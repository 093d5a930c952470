//! Dirichlet boundary conditions.
//!
//! A pinned vertex `v` with value `c` replaces row `v` of the operator by the
//! identity row and sets `rhs[v] = c`. Entries of other rows in column `v`
//! are left alone, so the system is generally no longer symmetric.

use std::collections::HashSet;

use nalgebra::DVector;
use tracing::debug;

use crate::error::{HarmonicError, Result};

use super::sparse::TripletMatrix;

/// A vertex pinned to a fixed value.
#[derive(Debug, Clone, Copy, PartialEq)]
pub struct BoundaryCondition {
    /// The pinned vertex.
    pub vertex: usize,
    /// The value the solution must take there.
    pub value: f64,
}

impl BoundaryCondition {
    /// Pin `vertex` to `value`.
    pub fn new(vertex: usize, value: f64) -> Self {
        Self { vertex, value }
    }
}

impl From<(usize, f64)> for BoundaryCondition {
    fn from((vertex, value): (usize, f64)) -> Self {
        Self { vertex, value }
    }
}

/// Check a boundary list against a vertex count.
///
/// An empty list passes; it only fails later, at factorization.
///
/// # Errors
///
/// - [`HarmonicError::BoundaryOutOfRange`] if a vertex index is `>= num_vertices`
/// - [`HarmonicError::DuplicateBoundary`] if a vertex is pinned twice
pub fn validate_boundaries(boundaries: &[BoundaryCondition], num_vertices: usize) -> Result<()> {
    let mut seen = HashSet::with_capacity(boundaries.len());
    for bc in boundaries {
        if bc.vertex >= num_vertices {
            return Err(HarmonicError::BoundaryOutOfRange {
                vertex: bc.vertex,
                vertex_count: num_vertices,
            });
        }
        if !seen.insert(bc.vertex) {
            return Err(HarmonicError::DuplicateBoundary { vertex: bc.vertex });
        }
    }
    Ok(())
}

/// Impose `boundaries` on `matrix` and return the right-hand side.
///
/// Boundaries are applied in order. Callers are expected to have run
/// [`validate_boundaries`] first.
///
/// # Example
///
/// ```
/// use harmonic::algo::constraint::{apply_constraints, BoundaryCondition};
/// use harmonic::algo::sparse::TripletMatrix;
///
/// let mut m = TripletMatrix::from_triplets(2, vec![(0, 0, -1.0), (0, 1, 1.0), (1, 0, 1.0), (1, 1, -1.0)]);
/// let rhs = apply_constraints(&mut m, &[BoundaryCondition::new(1, 3.0)]);
///
/// assert_eq!(rhs[1], 3.0);
/// assert_eq!(m.get(1, 1), 1.0);
/// assert_eq!(m.get(1, 0), 0.0);
/// assert_eq!(m.get(0, 1), 1.0);
/// ```
pub fn apply_constraints(
    matrix: &mut TripletMatrix,
    boundaries: &[BoundaryCondition],
) -> DVector<f64> {
    let mut rhs = DVector::zeros(matrix.dim());
    for bc in boundaries {
        rhs[bc.vertex] = bc.value;
        matrix.clear_row(bc.vertex);
        matrix.add(bc.vertex, bc.vertex, 1.0);
    }
    rhs
}

/// Pin every empty row to zero, returning the rows that were pinned.
///
/// A vertex touching no triangle has no Laplacian row; without an identity
/// row the system would be singular.
pub fn pin_disconnected(matrix: &mut TripletMatrix, rhs: &mut DVector<f64>) -> Vec<usize> {
    let empty: Vec<usize> = (0..matrix.dim()).filter(|&i| matrix.is_row_empty(i)).collect();
    for &i in &empty {
        matrix.add(i, i, 1.0);
        rhs[i] = 0.0;
    }
    if !empty.is_empty() {
        debug!(count = empty.len(), "pinned disconnected vertices to zero");
    }
    empty
}
//! Harmonic weight maps.
//!
//! A harmonic map assigns every vertex the weighted average of its
//! neighbors, except at pinned vertices, by solving `L x = 0` with
//! Dirichlet rows for the pins. The result varies smoothly between pinned
//! regions and never leaves the range of the pinned values.
//!
//! # Algorithm
//!
//! 1. Build vertex-to-triangle incidence
//! 2. Order each vertex's first ring
//! 3. Assemble the cotangent Laplacian
//! 4. Replace pinned rows by identity rows
//! 5. Factorize and solve
//!
//! # Example
//!
//! ```
//! use harmonic::algo::harmonic::{harmonic_map, HarmonicOptions};
//! use harmonic::algo::constraint::BoundaryCondition;
//! use harmonic::mesh::TriMesh;
//! use nalgebra::Point3;
//!
//! // Unit square split into two triangles, pins on opposite corners
//! let mesh = TriMesh::new(
//!     vec![
//!         Point3::new(0.0, 0.0, 0.0),
//!         Point3::new(1.0, 0.0, 0.0),
//!         Point3::new(1.0, 1.0, 0.0),
//!         Point3::new(0.0, 1.0, 0.0),
//!     ],
//!     vec![[0, 1, 2], [0, 2, 3]],
//! )
//! .unwrap();
//! let pins = [BoundaryCondition::new(0, 0.0), BoundaryCondition::new(2, 1.0)];
//!
//! let result = harmonic_map(&mesh, &pins, &HarmonicOptions::default()).unwrap();
//! assert_eq!(result.weights.get(0), 0.0);
//! assert_eq!(result.weights.get(2), 1.0);
//! assert!((result.weights.get(1) - 0.5).abs() < 1e-6);
//! ```

use nalgebra::Point3;
use tracing::{debug, info};

use crate::error::Result;
use crate::mesh::{RingOptions, RingSet, TriMesh, VertexFaceMap};

use super::constraint::{apply_constraints, pin_disconnected, validate_boundaries, BoundaryCondition};
use super::laplacian::{Assembly, LaplacianOptions, Normalization};
use super::progress::{Progress, Stage};
use super::solver::SolverKind;
use super::weights::WeightMap;

/// Which topology [`harmonic_map`] assembles from.
#[derive(Debug, Clone, Copy, Default, PartialEq, Eq)]
pub enum AssemblyPreference {
    /// Build ordered rings and assemble row by row.
    #[default]
    Rings,
    /// Skip ring construction and assemble from triangles.
    Triangles,
}

/// Options for harmonic weight computation.
#[derive(Debug, Clone)]
pub struct HarmonicOptions {
    /// Topology used for assembly (default: rings).
    pub assembly: AssemblyPreference,

    /// Laplacian assembly options.
    pub laplacian: LaplacianOptions,

    /// Linear solver (default: sparse LU).
    pub solver: SolverKind,

    /// Whether to use parallel execution (default: true).
    pub parallel: bool,
}

impl Default for HarmonicOptions {
    fn default() -> Self {
        Self {
            assembly: AssemblyPreference::Rings,
            laplacian: LaplacianOptions::default(),
            solver: SolverKind::default(),
            parallel: true,
        }
    }
}

impl HarmonicOptions {
    /// Set the assembly topology.
    pub fn with_assembly(mut self, assembly: AssemblyPreference) -> Self {
        self.assembly = assembly;
        self
    }

    /// Set the Laplacian row normalization.
    pub fn with_normalization(mut self, normalization: Normalization) -> Self {
        self.laplacian.normalization = normalization;
        self
    }

    /// Set the linear solver.
    pub fn with_solver(mut self, solver: SolverKind) -> Self {
        self.solver = solver;
        self
    }

    /// Set whether to use parallel execution.
    pub fn with_parallel(mut self, parallel: bool) -> Self {
        self.parallel = parallel;
        self.laplacian.parallel = parallel;
        self
    }

    /// Create options for single-threaded execution.
    pub fn sequential(self) -> Self {
        self.with_parallel(false)
    }

    fn laplacian_options(&self) -> LaplacianOptions {
        self.laplacian.clone().with_parallel(self.parallel && self.laplacian.parallel)
    }
}

/// Result of [`harmonic_map`]: the weights plus what was learned about the
/// mesh on the way.
#[derive(Debug, Clone)]
pub struct HarmonicMap {
    /// Solved per-vertex values.
    pub weights: WeightMap,

    /// Vertices whose star is not a single fan (empty when rings were not built).
    pub non_manifold_vertices: Vec<usize>,

    /// Vertices on a mesh border (empty when rings were not built).
    pub boundary_vertices: Vec<usize>,

    /// Vertices in no triangle; these are pinned to zero unless pinned explicitly.
    pub disconnected_vertices: Vec<usize>,
}

/// Solve for harmonic weights over raw topology.
///
/// `rings` is used when non-empty (one ordered neighbor list per vertex);
/// otherwise the Laplacian is assembled from `triangles`.
///
/// # Errors
///
/// - [`MissingTopology`](crate::HarmonicError::MissingTopology) if `rings`
///   and `triangles` are both empty
/// - [`DimensionMismatch`](crate::HarmonicError::DimensionMismatch) if
///   `rings` does not hold one list per vertex
/// - [`MalformedMesh`](crate::HarmonicError::MalformedMesh),
///   [`MalformedRing`](crate::HarmonicError::MalformedRing) for bad indices
/// - [`BoundaryOutOfRange`](crate::HarmonicError::BoundaryOutOfRange),
///   [`DuplicateBoundary`](crate::HarmonicError::DuplicateBoundary) for a bad
///   boundary list
/// - [`SingularMatrix`](crate::HarmonicError::SingularMatrix) if the system
///   is under-constrained (for instance with no boundary at all)
pub fn solve_harmonic(
    vertices: &[Point3<f64>],
    rings: &[Vec<usize>],
    triangles: &[[usize; 3]],
    boundaries: &[BoundaryCondition],
    options: &HarmonicOptions,
) -> Result<WeightMap> {
    let assembly = Assembly::from_topology(rings, triangles)?;
    validate_boundaries(boundaries, vertices.len())?;
    solve_system(assembly, vertices, boundaries, options, &Progress::none())
}

/// Compute harmonic weights on a mesh.
///
/// See [`harmonic_map_with_progress`].
pub fn harmonic_map(
    mesh: &TriMesh,
    boundaries: &[BoundaryCondition],
    options: &HarmonicOptions,
) -> Result<HarmonicMap> {
    harmonic_map_with_progress(mesh, boundaries, options, &Progress::none())
}

/// Compute harmonic weights on a mesh, reporting each pipeline stage.
///
/// # Errors
///
/// Same as [`solve_harmonic`].
pub fn harmonic_map_with_progress(
    mesh: &TriMesh,
    boundaries: &[BoundaryCondition],
    options: &HarmonicOptions,
    progress: &Progress,
) -> Result<HarmonicMap> {
    validate_boundaries(boundaries, mesh.num_vertices())?;

    progress.stage(Stage::Topology);
    let faces = VertexFaceMap::build(mesh);

    progress.stage(Stage::Rings);
    let rings = match options.assembly {
        AssemblyPreference::Rings => Some(RingSet::build(
            mesh,
            &faces,
            &RingOptions::default().with_parallel(options.parallel),
        )),
        AssemblyPreference::Triangles => None,
    };
    let neighbor_lists = rings.as_ref().map(RingSet::neighbor_lists).unwrap_or_default();

    let assembly = Assembly::from_topology(&neighbor_lists, mesh.triangles())?;
    let weights = solve_system(assembly, mesh.vertices(), boundaries, options, progress)?;

    let (non_manifold_vertices, boundary_vertices) = match &rings {
        Some(r) => (r.non_manifold_vertices(), r.boundary_vertices()),
        None => (Vec::new(), Vec::new()),
    };

    Ok(HarmonicMap {
        weights,
        non_manifold_vertices,
        boundary_vertices,
        disconnected_vertices: faces.disconnected_vertices(),
    })
}

fn solve_system(
    assembly: Assembly<'_>,
    vertices: &[Point3<f64>],
    boundaries: &[BoundaryCondition],
    options: &HarmonicOptions,
    progress: &Progress,
) -> Result<WeightMap> {
    progress.stage(Stage::Assembly);
    let mut matrix = assembly.assemble(vertices, &options.laplacian_options())?;

    progress.stage(Stage::Constraints);
    let mut rhs = apply_constraints(&mut matrix, boundaries);
    let unpinned = pin_disconnected(&mut matrix, &mut rhs);
    debug!(
        pinned = boundaries.len(),
        disconnected = unpinned.len(),
        "applied boundary conditions"
    );

    progress.stage(Stage::Solve);
    let x = options.solver.solve(&matrix.to_csc(), &rhs)?;
    let weights = WeightMap::from(x);

    if let Some((lo, hi)) = weights.range() {
        info!(
            vertices = vertices.len(),
            strategy = assembly.name(),
            solver = options.solver.name(),
            min = lo,
            max = hi,
            "solved harmonic weights"
        );
    }
    Ok(weights)
}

> _ACTIVITY_
Within the records above, each line containing "tracing" is to be returned.

> _WRITTEN REPLY_
use tracing::debug;
use tracing::{debug, info};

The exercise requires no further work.